--- What is required ---
Copy every line of the data that includes the string "false".

--- Entries shown ---
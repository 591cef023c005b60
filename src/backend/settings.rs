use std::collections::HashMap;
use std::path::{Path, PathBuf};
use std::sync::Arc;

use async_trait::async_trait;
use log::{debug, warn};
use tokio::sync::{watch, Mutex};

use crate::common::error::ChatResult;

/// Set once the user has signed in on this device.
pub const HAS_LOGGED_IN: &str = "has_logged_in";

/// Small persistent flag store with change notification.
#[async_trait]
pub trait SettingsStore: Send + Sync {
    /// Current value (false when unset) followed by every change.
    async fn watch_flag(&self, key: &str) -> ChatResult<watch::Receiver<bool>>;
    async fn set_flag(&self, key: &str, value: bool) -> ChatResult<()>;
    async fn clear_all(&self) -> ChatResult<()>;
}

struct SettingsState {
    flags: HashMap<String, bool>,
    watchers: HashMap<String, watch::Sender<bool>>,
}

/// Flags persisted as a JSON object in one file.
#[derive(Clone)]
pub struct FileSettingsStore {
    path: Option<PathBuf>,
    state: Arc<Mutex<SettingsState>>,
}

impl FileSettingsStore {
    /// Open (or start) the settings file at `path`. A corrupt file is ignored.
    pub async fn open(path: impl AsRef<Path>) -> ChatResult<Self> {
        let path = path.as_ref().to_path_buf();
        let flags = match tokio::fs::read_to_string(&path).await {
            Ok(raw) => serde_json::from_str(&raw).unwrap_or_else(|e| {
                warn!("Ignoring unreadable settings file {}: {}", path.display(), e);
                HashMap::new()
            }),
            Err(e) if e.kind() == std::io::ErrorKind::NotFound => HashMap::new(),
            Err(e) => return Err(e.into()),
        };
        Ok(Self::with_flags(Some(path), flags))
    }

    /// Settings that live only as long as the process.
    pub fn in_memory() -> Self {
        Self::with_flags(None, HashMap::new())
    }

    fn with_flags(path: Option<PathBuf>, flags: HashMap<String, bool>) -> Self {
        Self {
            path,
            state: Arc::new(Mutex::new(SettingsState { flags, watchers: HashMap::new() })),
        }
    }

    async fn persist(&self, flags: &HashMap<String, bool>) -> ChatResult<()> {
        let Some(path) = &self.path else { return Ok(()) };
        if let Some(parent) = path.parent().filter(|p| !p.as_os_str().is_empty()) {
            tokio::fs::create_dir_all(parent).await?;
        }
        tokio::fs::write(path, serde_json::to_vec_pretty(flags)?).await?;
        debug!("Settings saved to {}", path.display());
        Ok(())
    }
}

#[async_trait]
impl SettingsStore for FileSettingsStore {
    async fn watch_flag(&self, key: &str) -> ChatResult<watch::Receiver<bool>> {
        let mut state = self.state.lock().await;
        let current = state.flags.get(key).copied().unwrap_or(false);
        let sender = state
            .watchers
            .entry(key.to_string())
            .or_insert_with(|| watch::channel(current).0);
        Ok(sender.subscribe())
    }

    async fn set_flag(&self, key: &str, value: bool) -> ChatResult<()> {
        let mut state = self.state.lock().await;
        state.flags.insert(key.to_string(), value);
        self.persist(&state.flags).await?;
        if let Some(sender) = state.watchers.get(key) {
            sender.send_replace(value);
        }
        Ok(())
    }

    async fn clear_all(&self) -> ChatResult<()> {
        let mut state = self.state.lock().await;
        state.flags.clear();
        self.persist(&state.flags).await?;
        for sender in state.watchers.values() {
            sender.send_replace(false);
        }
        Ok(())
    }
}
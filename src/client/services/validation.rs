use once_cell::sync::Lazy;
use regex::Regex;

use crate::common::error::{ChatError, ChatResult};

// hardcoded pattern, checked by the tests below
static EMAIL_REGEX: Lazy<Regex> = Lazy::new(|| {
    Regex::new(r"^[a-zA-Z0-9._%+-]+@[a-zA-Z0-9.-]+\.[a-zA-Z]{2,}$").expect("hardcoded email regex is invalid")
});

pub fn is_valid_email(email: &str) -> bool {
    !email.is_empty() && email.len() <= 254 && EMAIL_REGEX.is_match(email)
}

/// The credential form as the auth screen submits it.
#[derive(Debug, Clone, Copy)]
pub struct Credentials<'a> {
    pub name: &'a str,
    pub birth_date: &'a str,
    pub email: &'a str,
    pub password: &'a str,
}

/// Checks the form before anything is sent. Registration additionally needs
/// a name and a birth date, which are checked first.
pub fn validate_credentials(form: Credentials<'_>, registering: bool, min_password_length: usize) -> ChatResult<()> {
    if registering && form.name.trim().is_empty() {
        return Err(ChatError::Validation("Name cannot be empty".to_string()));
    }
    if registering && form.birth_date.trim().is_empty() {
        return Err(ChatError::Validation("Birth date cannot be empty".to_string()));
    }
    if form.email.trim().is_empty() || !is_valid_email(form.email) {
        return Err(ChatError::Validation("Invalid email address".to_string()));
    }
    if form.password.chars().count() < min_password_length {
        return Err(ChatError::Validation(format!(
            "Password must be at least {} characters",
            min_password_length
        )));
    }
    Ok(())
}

--- Output ---
    /// Current value (false when unset) followed by every change.
        let current = state.flags.get(key).copied().unwrap_or(false);
            sender.send_replace(false);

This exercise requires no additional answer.